According to Phil Haack, the Visual Studio 2010 Beta 1 was already in lock down before MVC 1.0 was released. Disappointing, but makes sense.
Haack says MVC will be a part of Beta 2, but they are also working on an out-of-band installer for Beta 1 that will allow you to install the project templates and tooling required for MVC projects. The installer is expected sometime in June and will be available on CodePlex.
A Temporary Workaround
Until then, there is a workaround that will let you open your MVC projects in Visual Studio 2010, you just won't have all the functionality.
Eilon Lipton tell us that a MVC project is a "flavor" of the Web Application project template that already exists in Visual Studio, it is not a brand new project template. If that flavored project isn't installed in Visual Studio, then it won't open:

Visual Studio Project Open Error
Lipton provides a workaround involving removing the GUID that references the MVC project in the .vbproj file (read the full instructions here). Doing this will allow you to open the project in Visual Studio 2010, but not have any of the MVC project specific features.

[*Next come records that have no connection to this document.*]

//! Structural Jacobian pattern of the column right-hand side
//!
//! The pattern only depends on the grid size N and the species count Ns, never
//! on physical values, so it is built once per (N, Ns) and handed to implicit
//! solvers as a performance hint.
//!
//! # Block structure
//!
//! ```text
//!              mobile (N·Ns)          bound (N·Ns)
//!            ┌──────────────────┬──────────────────┐
//!   mobile   │ tri-diagonal per │     diagonal     │
//!            │ species (±Ns)    │                  │
//!            ├──────────────────┼──────────────────┤
//!   bound    │     diagonal     │     diagonal     │
//!            └──────────────────┴──────────────────┘
//! ```
//!
//! With the species-fastest state layout the spatial neighbours of the
//! entry (cell i, species s) sit `Ns` positions before and after it.

use nalgebra_sparse::pattern::SparsityPattern;

use crate::error::{ChromError, Result};

/// Boolean (structure only) Jacobian pattern of size `2·N·Ns` squared
#[derive(Debug, Clone, PartialEq, Eq)]
pub struct JacobianSparsity {
    n_cells: usize,
    n_species: usize,
    /// Row-major pattern: lane `r` lists the columns of row `r`
    pattern: SparsityPattern,
}

impl JacobianSparsity {
    /// Builds the pattern for `n_cells` cells and `n_species` species
    ///
    /// # Errors
    ///
    /// Configuration error when either count is zero.
    ///
    /// # Example
    ///
    /// ```rust
    /// use chromosim::discretization::JacobianSparsity;
    ///
    /// let sparsity = JacobianSparsity::build(80, 3).unwrap();
    /// assert_eq!(sparsity.dim(), 480);
    /// ```
    pub fn build(n_cells: usize, n_species: usize) -> Result<Self> {
        if n_cells == 0 || n_species == 0 {
            return Err(ChromError::config(format!(
                "sparsity pattern needs at least one cell and one species, got N={n_cells}, Ns={n_species}"
            )));
        }

        let nn = n_cells * n_species;
        let dim = 2 * nn;

        let mut offsets = Vec::with_capacity(dim + 1);
        let mut indices = Vec::with_capacity(4 * nn + 2 * nn);
        offsets.push(0);

        // Mobile rows: spatial stencil on the same species + local bound coupling
        for cell in 0..n_cells {
            for species in 0..n_species {
                let r = cell * n_species + species;
                if cell > 0 {
                    indices.push(r - n_species);
                }
                indices.push(r);
                if cell + 1 < n_cells {
                    indices.push(r + n_species);
                }
                indices.push(nn + r);
                offsets.push(indices.len());
            }
        }

        // Bound rows: purely local
        for r in 0..nn {
            indices.push(r);
            indices.push(nn + r);
            offsets.push(indices.len());
        }

        let pattern = SparsityPattern::try_from_offsets_and_indices(dim, dim, offsets, indices)
            .map_err(|e| ChromError::config(format!("invalid sparsity pattern: {e}")))?;

        log::debug!(
            "Jacobian sparsity built: N={n_cells}, Ns={n_species}, dim={dim}, nnz={}",
            pattern.nnz()
        );

        Ok(Self { n_cells, n_species, pattern })
    }

    /// Side length of the (square) pattern
    pub fn dim(&self) -> usize {
        self.pattern.major_dim()
    }

    /// Grid size the pattern was built for
    pub fn n_cells(&self) -> usize {
        self.n_cells
    }

    /// Species count the pattern was built for
    pub fn n_species(&self) -> usize {
        self.n_species
    }

    /// Number of structurally non-zero entries
    pub fn nnz(&self) -> usize {
        self.pattern.nnz()
    }

    /// Column indices of the structural non-zeros of `row` (sorted)
    pub fn row_indices(&self, row: usize) -> &[usize] {
        self.pattern.lane(row)
    }

    /// Whether `(row, col)` may be non-zero
    pub fn contains(&self, row: usize, col: usize) -> bool {
        row < self.dim() && self.row_indices(row).binary_search(&col).is_ok()
    }

    /// Underlying row-major pattern
    pub fn pattern(&self) -> &SparsityPattern {
        &self.pattern
    }

    /// Partitions the columns into groups of structurally orthogonal columns
    ///
    /// No two columns in one group share a non-zero row, so a single
    /// perturbation of all columns of a group recovers each of their Jacobian
    /// columns from one right-hand side evaluation. Greedy colouring in
    /// column order.
    pub fn column_groups(&self) -> Vec<Vec<usize>> {
        let dim = self.dim();
        let by_column = self.pattern.transpose();

        let mut groups: Vec<Vec<usize>> = Vec::new();
        let mut occupied: Vec<Vec<bool>> = Vec::new();

        for col in 0..dim {
            let rows = by_column.lane(col);
            let slot = occupied
                .iter()
                .position(|taken| rows.iter().all(|&r| !taken[r]));

            let group = match slot {
                Some(g) => g,
                None => {
                    occupied.push(vec![false; dim]);
                    groups.push(Vec::new());
                    groups.len() - 1
                }
            };

            for &r in rows {
                occupied[group][r] = true;
            }
            groups[group].push(col);
        }

        groups
    }
}

// =================================================================================================
// Tests
// =================================================================================================
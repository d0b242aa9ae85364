//! Numerical solvers
//!
//! This module provides traits and implementations for numerical solvers.
//! A numerical solver applies a numerical method to solve the equations
//! provided by a physical model within a specific scenario.
//!
//! # Core Concepts
//!
//! ## The Architecture (WHAT vs HOW)
//!
//! 1. **Scenario** (`Scenario`) - WHAT to solve
//!    - Physical model (equations)
//!    - Initial state
//!    - Jacobian sparsity hint
//!
//! 2. **Configuration** (`SolverConfiguration`) - HOW to solve
//!    - Solver type (fixed step, adaptive)
//!    - Numerical parameters (time span, step count, tolerances)
//!
//! 3. **Solver** (`Solver` trait) - The numerical method
//!    - Applies the numerical scheme
//!    - Returns the trajectory
//!    - Independent of physics
//!
//! # Workflow Diagram
//!
//! ```text
//! ┌─────────────────┐
//! │  Physical Model │  (equations)
//! └────────┬────────┘
//!          │
//! ┌────────▼──────────────────┐
//! │ Scenario                  │ ← WHAT to solve
//! │ (model + y0 + sparsity)   │
//! └────────┬──────────────────┘
//!          │
//! ┌────────▼─────────────┐
//! │ Solver Configuration │ ← HOW to solve
//! └────────┬─────────────┘
//!          │
//! ┌────────▼────────┐
//! │ Numerical Solver│ ← RK4 (explicit) / SDIRK (implicit)
//! └────────┬────────┘
//!          │
//! ┌────────▼────────────┐
//! │ Simulation Result   │ ← trajectory + metadata
//! └─────────────────────┘
//! ```
//!
//! # Choosing a Solver
//!
//! - **[`RK4Solver`]**: fixed step, four evaluations per step. Stable as long
//!   as the step resolves the fastest adsorption/desorption rate.
//! - **[`SdirkSolver`]**: adaptive and L-stable. Handles the stiff kinetics of
//!   realistic columns with large steps; each Newton matrix costs one LU.
//!
//! # Quick Start Example
//!
//! ```rust
//! use chromosim::models::{ColumnConfig, ColumnModel};
//! use chromosim::solver::{RK4Solver, Scenario, Solver, SolverConfiguration};
//!
//! let mut config = ColumnConfig::ev_aex_single();
//! config.n_cells = 10;
//! let model = ColumnModel::new(config).unwrap();
//!
//! let scenario = Scenario::new(Box::new(model));
//! let config = SolverConfiguration::fixed_step(0.0, 60.0, 120);
//!
//! let result = RK4Solver::new().solve(&scenario, &config).unwrap();
//! assert_eq!(result.len(), 121);
//! ```
//!
//! # Error Handling
//!
//! Every solver returns [`crate::Result`]. A NaN or infinite value in an
//! accepted state stops the run with [`ChromError::NonFinite`]; an adaptive
//! solver that cannot make progress stops with [`ChromError::Integration`].

// =================================================================================================
// Module Declarations
// =================================================================================================
mod methods;
mod scenario;
mod traits;

// =================================================================================================
// Public Re-exports
// =================================================================================================

pub use traits::{DEFAULT_MAX_STEPS, SimulationResult, Solver, SolverConfiguration, SolverType};

pub use scenario::Scenario;

pub use methods::{RK4Solver, SdirkSolver};

// =================================================================================================
// Helper Functions
// =================================================================================================

use nalgebra::DVector;

use crate::error::{ChromError, Result};

/// Validate a state for numerical issues
///
/// Checks that the state does not contain NaN or Inf values, which would
/// indicate numerical instability or errors in the physics computation.
///
/// # Example
///
/// ```rust,ignore
/// validate_state(&state, 42)?;  // Validates state after step 42
/// ```
pub(crate) fn validate_state(state: &DVector<f64>, step: usize) -> Result<()> {
    match state.iter().position(|x| !x.is_finite()) {
        Some(index) => {
            log::warn!(
                "non-finite value {} at index {index} after step {step}",
                state[index]
            );
            Err(ChromError::NonFinite { step, index })
        }
        None => Ok(()),
    }
}

// =================================================================================================
// Tests
// =================================================================================================

#[cfg(test)]
mod tests {
    use super::*;

    #[test]
    fn test_finite_state_is_valid() {
        assert!(validate_state(&DVector::from_vec(vec![0.0, -1.0, 1e300]), 3).is_ok());
    }

    #[test]
    fn test_nan_is_reported_with_position() {
        let state = DVector::from_vec(vec![0.0, 1.0, f64::NAN]);
        assert_eq!(validate_state(&state, 7), Err(ChromError::NonFinite { step: 7, index: 2 }));
    }

    #[test]
    fn test_infinity_is_reported() {
        let state = DVector::from_vec(vec![f64::NEG_INFINITY]);
        assert!(matches!(validate_state(&state, 1), Err(ChromError::NonFinite { .. })));
    }
}
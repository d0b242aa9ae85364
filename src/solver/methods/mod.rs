//! Numerical methods for solving differential equations
//!
//! This module contains concrete implementations of the [`Solver`](crate::solver::Solver) trait.
//!
//! # Available Methods
//!
//! - **[`RK4Solver`]**: Classical fourth-order Runge-Kutta
//!   - Order: Fourth-order O(dt⁴)
//!   - Cost: 4 function evaluations per step
//!   - Use: non-stiff runs with a known stable step
//!
//! - **[`SdirkSolver`]**: L-stable two-stage SDIRK with error control
//!   - Order: second order, first-order embedded estimate
//!   - Cost: Newton iterations on `I - hγJ`, one LU per factorization
//!   - Use: **production runs**, stiff adsorption kinetics
//!
//! # Design Philosophy
//!
//! Each solver is:
//! - **Self-contained**: No shared mutable state
//! - **Stateless**: Can be reused for multiple simulations

mod jacobian;
mod rk4;
mod sdirk;

// Re-exports for convenience
pub use rk4::RK4Solver;
pub use sdirk::SdirkSolver;
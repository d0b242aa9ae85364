//! Common utilities for integration tests

pub mod mock_models;
pub mod test_helpers;

// Re-export commonly used items
#[allow(unused_imports)]
pub use mock_models::{ExponentialDecay, StiffRelaxation};
#[allow(unused_imports)]
pub use test_helpers::{advection_column, inflow_bound, relative_error};
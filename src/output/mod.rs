//! Output module for simulation results
//!
//! Turns a [`SimulationResult`](crate::solver::SimulationResult) into arrays
//! ready for analysis or plotting elsewhere:
//! - **Unpack**: flat trajectory → `(time, cell, species)` arrays per phase
//! - **Traces**: outlet chromatograms, gradient signals and column inventory
//!
//! # Architecture
//!
//! ```text
//! output/
//! ├── mod.rs              ← This file
//! ├── unpack.rs           ← Trajectory reshaping
//! └── traces.rs           ← Chromatogram data
//! ```
//!
//! # Quick Start
//!
//! ```rust
//! use chromosim::models::{ColumnConfig, ColumnModel};
//! use chromosim::output::{OutletTraces, column_inventory, unpack_state};
//! use chromosim::solver::{RK4Solver, Scenario, Solver, SolverConfiguration};
//!
//! let mut config = ColumnConfig::ev_aex_single();
//! config.n_cells = 10;
//! let model = ColumnModel::new(config.clone()).unwrap();
//!
//! let scenario = Scenario::new(Box::new(model.clone()));
//! let result = RK4Solver::new()
//!     .solve(&scenario, &SolverConfiguration::fixed_step(0.0, 60.0, 120))
//!     .unwrap();
//!
//! let unpacked = unpack_state(&result.trajectory(), 10, 1).unwrap();
//! let inventory = column_inventory(&model, &unpacked).unwrap();
//! let traces = OutletTraces::from_result(&model, &result).unwrap();
//!
//! assert_eq!(traces.times.len(), 121);
//! assert!(inventory[120] > 0.0);
//! ```

pub mod traces;
pub mod unpack;

// Re-export commonly used items for convenience
pub use traces::{DEFAULT_DETECTOR_GAIN, OutletTraces, column_inventory, column_profiles};
pub use unpack::{UnpackedTrajectory, unpack_state};
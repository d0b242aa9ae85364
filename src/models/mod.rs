//! Column model for particle chromatography
//!
//! [`ColumnModel`] implements the [`PhysicalModel`](crate::physics::PhysicalModel)
//! trait. The solver calls `compute_physics(t, y)` at each stage. The model is
//! responsible for the physics (transport, adsorption), the solver for the time
//! integration.
//!
//! # Building blocks
//!
//! ## [`ColumnConfig`]: what is simulated
//!
//! Geometry, hydrodynamics, species, kinetic constants and the buffer program as
//! plain data. Two reference runs ship as presets
//! ([`ColumnConfig::ev_aex_multi`], [`ColumnConfig::ev_aex_single`]).
//!
//! ## [`CompetitiveLangmuir`]: how particles bind
//!
//! All species compete for one finite capacity per cell. The affinity of each
//! species grows with its surface charge and is screened by the ionic strength.
//!
//! ## Profiles: what happens at the inlet
//!
//! [`SaltGradient`] drives the ionic strength, [`FeedProfile`] the inlet
//! concentration. [`LoadTiming`] resolves the load window eagerly.

// =================================================================================================
// Module Declarations
// =================================================================================================

pub mod column;
pub mod config;
pub mod kinetics;
pub mod presets;
pub mod profiles;

// =================================================================================================
// Public Re-exports
// =================================================================================================

pub use column::ColumnModel;
pub use config::{ColumnConfig, IntegrationSettings, SpeciesParams};
pub use kinetics::{CompetitiveLangmuir, DesorptionRate, IonicResponse};
pub use profiles::{DEFAULT_LOAD_DURATION, FeedProfile, LoadTiming, PercentB, SaltGradient};
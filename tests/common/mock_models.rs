//! Mock physical models for testing
//!
//! These models have known analytical solutions, making them
//! ideal for validating numerical solver accuracy.

use chromosim::Result;
use chromosim::physics::PhysicalModel;
use nalgebra::DVector;

// =================================================================================================
// Exponential Decay: dy/dt = -k*y
// =================================================================================================

/// Exponential decay model: dy/dt = -k*y, y(0) = 1
///
/// Analytical solution: y(t) = exp(-k*t)
pub struct ExponentialDecay {
    pub points: usize,
    pub decay_rate: f64,
}

impl ExponentialDecay {
    pub fn new(points: usize, decay_rate: f64) -> Self {
        Self { points, decay_rate }
    }

    /// Compute analytical solution at time t
    pub fn analytical_solution(&self, t: f64) -> f64 {
        (-self.decay_rate * t).exp()
    }
}

impl PhysicalModel for ExponentialDecay {
    fn points(&self) -> usize {
        self.points
    }

    fn state_len(&self) -> usize {
        self.points
    }

    fn compute_physics(&self, _t: f64, state: &DVector<f64>) -> Result<DVector<f64>> {
        Ok(state * -self.decay_rate)
    }

    fn setup_initial_state(&self) -> DVector<f64> {
        DVector::from_element(self.points, 1.0)
    }

    fn name(&self) -> &str {
        "Exponential Decay"
    }
}

// =================================================================================================
// Stiff relaxation: dy/dt = -λ (y - sin t) + cos t
// =================================================================================================

/// Relaxation onto a slow manifold, y(0) = 0
///
/// Analytical solution: y(t) = sin(t), independent of λ. Large λ makes the
/// problem stiff for explicit methods.
pub struct StiffRelaxation {
    pub stiffness: f64,
}

impl PhysicalModel for StiffRelaxation {
    fn points(&self) -> usize {
        1
    }

    fn state_len(&self) -> usize {
        1
    }

    fn compute_physics(&self, t: f64, state: &DVector<f64>) -> Result<DVector<f64>> {
        Ok(state.map(|y| -self.stiffness * (y - t.sin()) + t.cos()))
    }

    fn setup_initial_state(&self) -> DVector<f64> {
        DVector::zeros(1)
    }

    fn name(&self) -> &str {
        "Stiff Relaxation"
    }
}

Which is okay, at least you get to play with Visual Studio 2010.
.NET framework 4.0
Speaking of Visual Studio 2010, there's a whole new .NET framework at play here with a lot of new functionality that we are in the process of summarizing for you.
Head over and download your trial version, or get it with your MSDN subscription, and start looking around. Or, you can read our article on what's in store.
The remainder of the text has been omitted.